A comissão de inquérito que desenvolve os trabalhos que procuram esclarecer o processo de operacionalização das agendas mobilizadoras dos Açores começa a ter informação que permite iluminar as zonas escuras do processo.
Sabíamos, até há bem pouco tempo, que o governo regional tinha contratado duas consultoras para prestar apoio técnico à elaboração das agendas mobilizadoras. Sabiamos que nem todas as empresas tiveram acesso à mesma informação e às várias reuniões que decorreram entre empresas e consultores. Conhecemos o resultado final: 3 mantas de retalho com muitos milhões em que se encontram os mesmos grupos económicos de sempre, com projetos que são basicamente o aprofundar do modelo económico atual dos Açores, a que acrescem situações de clara promiscuidade entre Câmara de Comércio e Indústria de Ponta Delgada (CCIPD) e empresas dos seus dirigentes. Sabíamos, finalmente, que, perante a clara insustentabilidade desta situação, as candidaturas foram retiradas… a pedido do governo regional!
No entanto, ao contrário do que o governo regional tem afirmado até aqui, a documentação a que a comissão de inquérito teve acesso e algumas das audições permitiram concluir que o governo regional é o elemento-chave dinamizador de todo o processo. O verdadeiro motor. A participação do Governo foi muito para além da disponibilização de apoio técnico: há participação do governo na seleção inicial de entidades participantes, participação na definição final de valores de agendas e na autorização da submissão de candidatura.
Ou seja, candidaturas que deveriam ser lideradas por empresas tiveram no governo não só quem pagou a consultoria mas também a entidade que apresentava listas de empresas a participar de reuniões e sugeria empresas a ser incluídas nos consórcios, com valores de investimento e tudo! (Curiosamente alguns destes projetos sugeridos tinham como pessoa de contacto o presidente da CCIPD, nos seus vários chapéus de professor universitário e administrador de empresas).

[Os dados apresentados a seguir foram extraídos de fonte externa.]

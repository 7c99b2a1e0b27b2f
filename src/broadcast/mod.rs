//! Broadcasting core: registry, typed and dynamic broadcasters.
//!
//! This module contains the fan-out machinery. The only public API from this
//! module is the pair of broadcaster types; the registry store is internal.
//!
//! Internal modules:
//! - [`registry`]: identity-keyed endpoint set behind a single mutex;
//! - [`broadcaster`]: [`Broadcaster<T>`] — element type fixed at compile time;
//! - [`dynamic`]: [`AnyBroadcaster`] — element type fixed at first
//!   registration and checked at runtime.

mod broadcaster;
mod dynamic;
mod registry;

pub use broadcaster::Broadcaster;
pub use dynamic::AnyBroadcaster;
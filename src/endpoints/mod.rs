//! Endpoint handles: delivery targets for the broadcaster.
//!
//! This module provides the [`Endpoint`] trait and the built-in handle types
//! a [`Broadcaster`](crate::Broadcaster) fans out to.
//!
//! ## Contents
//! - [`Endpoint`], [`EndpointId`] — the delivery contract and handle identity
//! - [`ChannelEndpoint`] — built-in handle over `tokio::sync::mpsc`
//! - [`AnyEndpoint`], [`AnyValue`], [`erase`] — the type-erased shapes used
//!   by [`AnyBroadcaster`](crate::AnyBroadcaster)
//!
//! ## Quick reference
//! - **Blocking path**: `Endpoint::offer` — may suspend until the consumer
//!   accepts; driven by `publish` on its own delivery task.
//! - **Non-blocking path**: `Endpoint::try_offer` — never suspends; driven
//!   inline by `try_publish`.

mod channel;
mod endpoint;
mod erased;

pub use channel::ChannelEndpoint;
pub use endpoint::{Endpoint, EndpointId};
pub use erased::{erase, AnyEndpoint, AnyEndpointRef, AnyValue};

#[cfg(feature = "logging")]
mod log;
#[cfg(feature = "logging")]
pub use log::LogEndpoint;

O que se descortina é assim uma situação de profunda e intrincada promiscuidade entre governo regional e algumas empresas privadas. Um governo de direita, até apoiado por um partido liberal, tem uma atuação que é tudo menos liberal. Aliás, julgo estarmos mais a falar de um tipo de poder do que modelo económico. Um governo que escolhe empresas segundo critérios desconhecidos para acederem a mais de uma centena de milhão de euros parece procurar fazer renascer um certo tipo de corporativismo, em que empresas selecionadas (“amigas”) acedem a determinados mecanismos de apoio ou investimento, enquanto as outras, proscritas, ficam a ver navios.
É certo que o mecanismo das agendas mobilizadoras é propício a esse tipo de ligação perigosa. Que sentido faz que empresas públicas e privadas e a administração pública se associem em consórcios de investimento? Como é que se garante a essencial isenção e imparcialidade do Estado na sua relação com entidades privadas? Por que motivo escolhe o estado (neste caso a região) participar num determinado projeto e não noutro?

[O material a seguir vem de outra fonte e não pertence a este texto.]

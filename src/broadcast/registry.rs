//! # Identity-keyed endpoint registry.
//!
//! [`Registry`] is the shared mutable core of a broadcaster: a set of
//! endpoint entries keyed by [`EndpointId`], guarded by a single mutex.
//!
//! ## Rules
//! - The lock is held only to mutate or snapshot the set, never across a
//!   delivery. Fan-out always works on a [`Registry::snapshot`].
//! - Insertion is idempotent on identity: re-inserting an id overwrites the
//!   single existing entry.
//! - Iteration order of a snapshot is unspecified.

use std::collections::HashMap;

use parking_lot::Mutex;

use crate::endpoints::EndpointId;
use crate::error::CastError;

/// Mutex-guarded set of endpoint entries keyed by handle identity.
pub(crate) struct Registry<E> {
    entries: Mutex<HashMap<EndpointId, E>>,
}

impl<E: Clone> Registry<E> {
    pub(crate) fn new() -> Self {
        Self {
            entries: Mutex::new(HashMap::new()),
        }
    }

    /// Inserts an entry under its identity, overwriting any previous entry
    /// with the same id.
    pub(crate) fn insert(&self, id: EndpointId, entry: E) {
        self.entries.lock().insert(id, entry);
    }

    /// Removes the entry with the given identity.
    pub(crate) fn remove(&self, id: EndpointId) -> Result<(), CastError> {
        match self.entries.lock().remove(&id) {
            Some(_) => Ok(()),
            None => Err(CastError::NotFound),
        }
    }

    /// Atomically captures the current membership.
    pub(crate) fn snapshot(&self) -> Vec<E> {
        self.entries.lock().values().cloned().collect()
    }

    pub(crate) fn len(&self) -> usize {
        self.entries.lock().len()
    }

    pub(crate) fn is_empty(&self) -> bool {
        self.entries.lock().is_empty()
    }
}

Obviamente que o estado não é um parceiro de negócio qualquer e quem o tiver como parceiro terá óbvia vantagem sobre quem não tenha a mesma sorte ou os mesmos amigos.
Mas neste caso ainda é mais grave, não só a região se associou a várias empresas como foi ela quem escolheu muitas delas. Neste caso as agendas morreram, mas se o governo aprendeu e alterou a forma como governa, é algo que desconheço. E isso é verdadeiramente preocupante pois pode afetar, e muito, o futuro da região.